Alcanzó su clímax a finales de noviembre de 2015. La nueva política se reconocía purificadora, participativa, virtuosa, urbana, transversal, regeneradora y exigía un relevo generacional. Proponía una renovación estética -como todas las iniciativas antipolíticas- y mucha más democracia interna en los partidos. Pretendía acabar con el “turnismo” y proclamó su voluntad constituyente. Durante esa campaña electoral, mostró su rostro más amable: reclamó una Segunda Transición. Mientras Podemos declaró el fin del “régimen del 78”, Ciudadanos reivindicó su naturaleza pactista. Aquel 23 de noviembre, la asociación de estudiantes de la Universidad Carlos III de Madrid ‘Demos’ convocó a Rajoy, Sánchez, Rivera e Iglesias a un debate preelectoral. Solo acudieron Rivera e Iglesias. ¡Bingo! Estrecharon sus manos como gladiadores y se desafiaron entre consignas y declaraciones tan vaporosas como electrizantes.

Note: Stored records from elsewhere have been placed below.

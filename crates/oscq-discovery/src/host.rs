//! Host side of the sidecar protocol.
//!
//! Launches the sidecar executable with `--pid=<our pid>` so it exits with us,
//! and turns its `FOUND:<port>` lines back into ports.

use crate::error::{DiscoveryError, Result};
use oscq_core::protocol::{self, Line};
use std::ffi::OsStr;
use std::process::Stdio;
use tokio::io::{AsyncBufReadExt, AsyncRead, BufReader};
use tokio::process::{Child, Command};
use tokio::sync::mpsc;
use tokio::task::JoinHandle;
use tracing::{debug, info, warn};

/// A running sidecar and the ports it reported.
pub struct SidecarClient {
    child: Child,
    ports: mpsc::UnboundedReceiver<u16>,
    reader: JoinHandle<()>,
}

impl SidecarClient {
    /// Launches `program --pid=<current pid>`.
    pub fn spawn(program: impl AsRef<OsStr>) -> Result<Self> {
        let mut command = Command::new(program.as_ref());
        command.arg(format!("--pid={}", std::process::id()));
        Self::spawn_command(command)
    }

    /// Launches a prepared command. Stdin is detached, stdout is captured and
    /// stderr is inherited.
    pub fn spawn_command(mut command: Command) -> Result<Self> {
        let program = format!("{:?}", command.as_std().get_program());

        let mut child = command
            .stdin(Stdio::null())
            .stdout(Stdio::piped())
            .stderr(Stdio::inherit())
            .kill_on_drop(true)
            .spawn()
            .map_err(|e| DiscoveryError::SpawnFailed {
                program: program.clone(),
                reason: e.to_string(),
            })?;

        let stdout = child.stdout.take().ok_or_else(|| DiscoveryError::SpawnFailed {
            program: program.clone(),
            reason: "stdout was not captured".to_string(),
        })?;

        info!(program = %program, pid = ?child.id(), "Sidecar launched");

        let (tx, ports) = mpsc::unbounded_channel();
        let reader = tokio::spawn(read_ports(stdout, tx));

        Ok(Self {
            child,
            ports,
            reader,
        })
    }

    /// Waits for the next reported port. Returns `None` once the sidecar has
    /// closed its stdout.
    pub async fn next_port(&mut self) -> Option<u16> {
        self.ports.recv().await
    }

    /// OS process id of the sidecar, if it is still running
    pub fn id(&self) -> Option<u32> {
        self.child.id()
    }

    /// Kills the sidecar and waits for it to exit.
    pub async fn shutdown(mut self) -> Result<()> {
        self.reader.abort();
        if let Err(e) = self.child.kill().await {
            // Already exited on its own.
            debug!(error = %e, "Sidecar kill failed");
        }
        Ok(())
    }
}

/// Reads sidecar output line by line until EOF or until nobody listens.
async fn read_ports<R>(output: R, tx: mpsc::UnboundedSender<u16>)
where
    R: AsyncRead + Unpin,
{
    let mut lines = BufReader::new(output).lines();

    loop {
        match lines.next_line().await {
            Ok(Some(line)) => match protocol::classify(&line) {
                Line::Found(port) => {
                    debug!(port, "Sidecar reported port");
                    if tx.send(port).is_err() {
                        break;
                    }
                }
                Line::Malformed(text) => warn!(line = text, "Could not parse port from sidecar line"),
                Line::Diagnostic(text) => debug!(line = text, "Sidecar output"),
            },
            Ok(None) => {
                debug!("Sidecar closed its output");
                break;
            }
            Err(e) => {
                warn!(error = %e, "Error reading sidecar output");
                break;
            }
        }
    }
}

#[cfg(test)]
mod tests {
    use super::*;

    #[tokio::test]
    async fn test_read_ports_filters_lines() {
        let output: &[u8] = b"Attached to PID 1\nFOUND:9000\nFOUND:nope\r\nFOUND:9001\r\n";
        let (tx, mut rx) = mpsc::unbounded_channel();

        read_ports(output, tx).await;

        assert_eq!(rx.recv().await, Some(9000));
        assert_eq!(rx.recv().await, Some(9001));
        assert_eq!(rx.recv().await, None);
    }

    #[cfg(unix)]
    #[tokio::test]
    async fn test_spawn_reads_child_stdout() {
        let mut command = Command::new("sh");
        command
            .arg("-c")
            .arg("echo starting; echo FOUND:9000; echo FOUND:0; echo FOUND:9002");

        let mut client = SidecarClient::spawn_command(command).unwrap();
        assert_eq!(client.next_port().await, Some(9000));
        assert_eq!(client.next_port().await, Some(9002));
        assert_eq!(client.next_port().await, None);

        client.shutdown().await.unwrap();
    }

    #[tokio::test]
    async fn test_spawn_missing_program() {
        let result = SidecarClient::spawn("/nonexistent/listen-for-vrc");
        assert!(matches!(result, Err(DiscoveryError::SpawnFailed { .. })));
    }
}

Nueva política, mayor umbral de exigencia

Durante la campaña, Rajoy se negó a debatir en pie de igualdad con formaciones que no tenían representación parlamentaria. Y Sánchez, muy a su pesar, también renunció mientras buscaba hacerse un hueco entre lo nuevo y ganarse el plácet de Iglesias. A tres días de las elecciones, el sociólogo y candidato socialista al Congreso -hoy diputado- Ignacio Urquizu publicó una tribuna en El País titulada “¿Qué es la nueva política?”: “Básicamente, ni todo lo nuevo es tan nuevo, ni el pasado está tan mal”. Urquizu incidió en la brecha generacional y tecnológica existente, pero concluía que lo que caracterizaba en todo caso la nueva política era que la sociedad había subido el umbral de exigencia; en absoluto tenía que ver con el “adanismo, la juventud o la comunicación a base de frases breves y contundentes”. O sea, desnudó a su inspirador sin derogar la noción.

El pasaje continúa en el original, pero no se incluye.